## INSTRUCTIONS FOR THE TASK
All entries below are to be set down again exactly as given.

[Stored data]
- - -

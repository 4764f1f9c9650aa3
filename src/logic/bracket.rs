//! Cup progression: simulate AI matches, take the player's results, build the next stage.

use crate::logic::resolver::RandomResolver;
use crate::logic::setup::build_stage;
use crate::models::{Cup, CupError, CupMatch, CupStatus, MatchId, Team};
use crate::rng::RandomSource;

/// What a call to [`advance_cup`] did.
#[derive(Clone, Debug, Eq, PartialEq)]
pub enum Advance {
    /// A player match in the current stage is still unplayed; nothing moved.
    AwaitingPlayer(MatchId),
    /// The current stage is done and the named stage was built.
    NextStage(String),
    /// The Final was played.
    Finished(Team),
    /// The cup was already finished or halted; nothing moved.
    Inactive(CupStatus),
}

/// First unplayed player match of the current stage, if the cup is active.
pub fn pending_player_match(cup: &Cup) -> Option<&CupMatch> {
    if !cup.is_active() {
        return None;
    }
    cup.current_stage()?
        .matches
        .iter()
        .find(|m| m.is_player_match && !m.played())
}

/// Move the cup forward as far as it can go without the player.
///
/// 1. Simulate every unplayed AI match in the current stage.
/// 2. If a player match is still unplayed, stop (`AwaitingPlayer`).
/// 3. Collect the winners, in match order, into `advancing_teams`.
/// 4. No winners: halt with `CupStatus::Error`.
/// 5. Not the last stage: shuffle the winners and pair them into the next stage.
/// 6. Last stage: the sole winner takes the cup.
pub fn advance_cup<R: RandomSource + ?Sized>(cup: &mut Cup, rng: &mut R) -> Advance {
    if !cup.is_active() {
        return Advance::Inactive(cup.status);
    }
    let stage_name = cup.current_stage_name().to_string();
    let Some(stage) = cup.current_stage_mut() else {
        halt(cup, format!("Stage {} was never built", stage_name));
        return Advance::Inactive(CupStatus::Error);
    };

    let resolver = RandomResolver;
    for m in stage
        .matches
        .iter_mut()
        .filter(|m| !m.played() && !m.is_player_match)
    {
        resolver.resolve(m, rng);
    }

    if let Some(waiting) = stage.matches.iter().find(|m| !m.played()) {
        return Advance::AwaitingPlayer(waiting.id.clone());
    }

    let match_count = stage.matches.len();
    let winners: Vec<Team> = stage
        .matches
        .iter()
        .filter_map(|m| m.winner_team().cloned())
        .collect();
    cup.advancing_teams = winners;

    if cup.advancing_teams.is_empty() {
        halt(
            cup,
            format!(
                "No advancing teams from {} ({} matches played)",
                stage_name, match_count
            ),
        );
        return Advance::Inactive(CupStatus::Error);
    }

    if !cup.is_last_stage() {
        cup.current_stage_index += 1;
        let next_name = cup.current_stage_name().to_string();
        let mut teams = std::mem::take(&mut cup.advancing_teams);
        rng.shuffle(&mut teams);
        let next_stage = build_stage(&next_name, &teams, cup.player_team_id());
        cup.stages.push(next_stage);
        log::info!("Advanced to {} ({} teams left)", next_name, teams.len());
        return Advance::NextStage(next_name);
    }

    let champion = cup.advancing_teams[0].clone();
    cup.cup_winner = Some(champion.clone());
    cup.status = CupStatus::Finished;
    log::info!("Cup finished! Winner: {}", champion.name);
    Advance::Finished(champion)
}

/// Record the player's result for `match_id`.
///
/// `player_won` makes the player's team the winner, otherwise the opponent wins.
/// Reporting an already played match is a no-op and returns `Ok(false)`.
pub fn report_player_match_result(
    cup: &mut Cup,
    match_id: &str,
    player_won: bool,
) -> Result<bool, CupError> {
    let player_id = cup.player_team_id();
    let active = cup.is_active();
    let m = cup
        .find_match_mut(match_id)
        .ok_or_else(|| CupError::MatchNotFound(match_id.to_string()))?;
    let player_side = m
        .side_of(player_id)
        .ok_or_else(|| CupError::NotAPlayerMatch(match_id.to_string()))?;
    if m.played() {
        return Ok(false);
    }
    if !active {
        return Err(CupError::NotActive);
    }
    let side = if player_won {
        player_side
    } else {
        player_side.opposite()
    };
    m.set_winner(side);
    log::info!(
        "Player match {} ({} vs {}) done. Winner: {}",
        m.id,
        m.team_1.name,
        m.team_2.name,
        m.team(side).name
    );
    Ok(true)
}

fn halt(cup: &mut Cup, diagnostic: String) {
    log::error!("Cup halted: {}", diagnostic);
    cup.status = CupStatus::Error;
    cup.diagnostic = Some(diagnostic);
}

- - -

## SOLUTION TO THIS EXERCISE
repository 4764f1f9c9650aa3
filename src/logic/bracket.rs
//! Cup progression: simulate AI matches, take the player's results, build the next stage.

use crate::logic::resolver::RandomResolver;
use crate::logic::setup::build_stage;
use crate::models::{Cup, CupError, CupMatch, CupStatus, MatchId, Team};
use crate::rng::RandomSource;

/// What a call to [`advance_cup`] did.
#[derive(Clone, Debug, Eq, PartialEq)]
pub enum Advance {
    /// A player match in the current stage is still unplayed; nothing moved.
    AwaitingPlayer(MatchId),
    /// The current stage is done and the named stage was built.
    NextStage(String),
    /// The Final was played.
    Finished(Team),
    /// The cup was already finished or halted; nothing moved.
    Inactive(CupStatus),
}

/// First unplayed player match of the current stage, if the cup is active.
pub fn pending_player_match(cup: &Cup) -> Option<&CupMatch> {
    if !cup.is_active() {
        return None;
    }
    cup.current_stage()?
        .matches
        .iter()
        .find(|m| m.is_player_match && !m.played())
}

/// Move the cup forward as far as it can go without the player.
///
/// 1. Simulate every unplayed AI match in the current stage.
/// 2. If a player match is still unplayed, stop (`AwaitingPlayer`).
/// 3. Collect the winners, in match order, into `advancing_teams`.
/// 4. No winners: halt with `CupStatus::Error`.
/// 5. Not the last stage: shuffle the winners and pair them into the next stage.
/// 6. Last stage: the sole winner takes the cup.
pub fn advance_cup<R: RandomSource + ?Sized>(cup: &mut Cup, rng: &mut R) -> Advance {
    if !cup.is_active() {
        return Advance::Inactive(cup.status);
    }
    let stage_name = cup.current_stage_name().to_string();
    let Some(stage) = cup.current_stage_mut() else {
        halt(cup, format!("Stage {} was never built", stage_name));
        return Advance::Inactive(CupStatus::Error);
    };

    let resolver = RandomResolver;
    for m in stage
        .matches
        .iter_mut()
        .filter(|m| !m.played() && !m.is_player_match)
    {
        resolver.resolve(m, rng);
    }

    if let Some(waiting) = stage.matches.iter().find(|m| !m.played()) {
        return Advance::AwaitingPlayer(waiting.id.clone());
    }

    let match_count = stage.matches.len();
    let winners: Vec<Team> = stage
        .matches
        .iter()
        .filter_map(|m| m.winner_team().cloned())
        .collect();
    cup.advancing_teams = winners;

    if cup.advancing_teams.is_empty() {
        halt(
            cup,
            format!(
                "No advancing teams from {} ({} matches played)",
                stage_name, match_count
            ),
        );
        return Advance::Inactive(CupStatus::Error);
    }

    if !cup.is_last_stage() {
        cup.current_stage_index += 1;
        let next_name = cup.current_stage_name().to_string();
        let mut teams = std::mem::take(&mut cup.advancing_teams);
        rng.shuffle(&mut teams);
        let next_stage = build_stage(&next_name, &teams, cup.player_team_id());
        cup.stages.push(next_stage);
        log::info!("Advanced to {} ({} teams left)", next_name, teams.len());
        return Advance::NextStage(next_name);
    }

    let champion = cup.advancing_teams[0].clone();
    cup.cup_winner = Some(champion.clone());
    cup.status = CupStatus::Finished;
    log::info!("Cup finished! Winner: {}", champion.name);
    Advance::Finished(champion)
}

/// Record the player's result for `match_id`.
///
/// `player_won` makes the player's team the winner, otherwise the opponent wins.
/// Reporting an already played match is a no-op and returns `Ok(false)`.
pub fn report_player_match_result(
    cup: &mut Cup,
    match_id: &str,
    player_won: bool,
) -> Result<bool, CupError> {
    let player_id = cup.player_team_id();
    let active = cup.is_active();
    let m = cup
        .find_match_mut(match_id)
        .ok_or_else(|| CupError::MatchNotFound(match_id.to_string()))?;
    let player_side = m
        .side_of(player_id)
        .ok_or_else(|| CupError::NotAPlayerMatch(match_id.to_string()))?;
    if m.played() {
        return Ok(false);
    }
    if !active {
        return Err(CupError::NotActive);
    }
    let side = if player_won {
        player_side
    } else {
        player_side.opposite()
    };
    m.set_winner(side);
    log::info!(
        "Player match {} ({} vs {}) done. Winner: {}",
        m.id,
        m.team_1.name,
        m.team_2.name,
        m.team(side).name
    );
    Ok(true)
}

fn halt(cup: &mut Cup, diagnostic: String) {
    log::error!("Cup halted: {}", diagnostic);
    cup.status = CupStatus::Error;
    cup.diagnostic = Some(diagnostic);
}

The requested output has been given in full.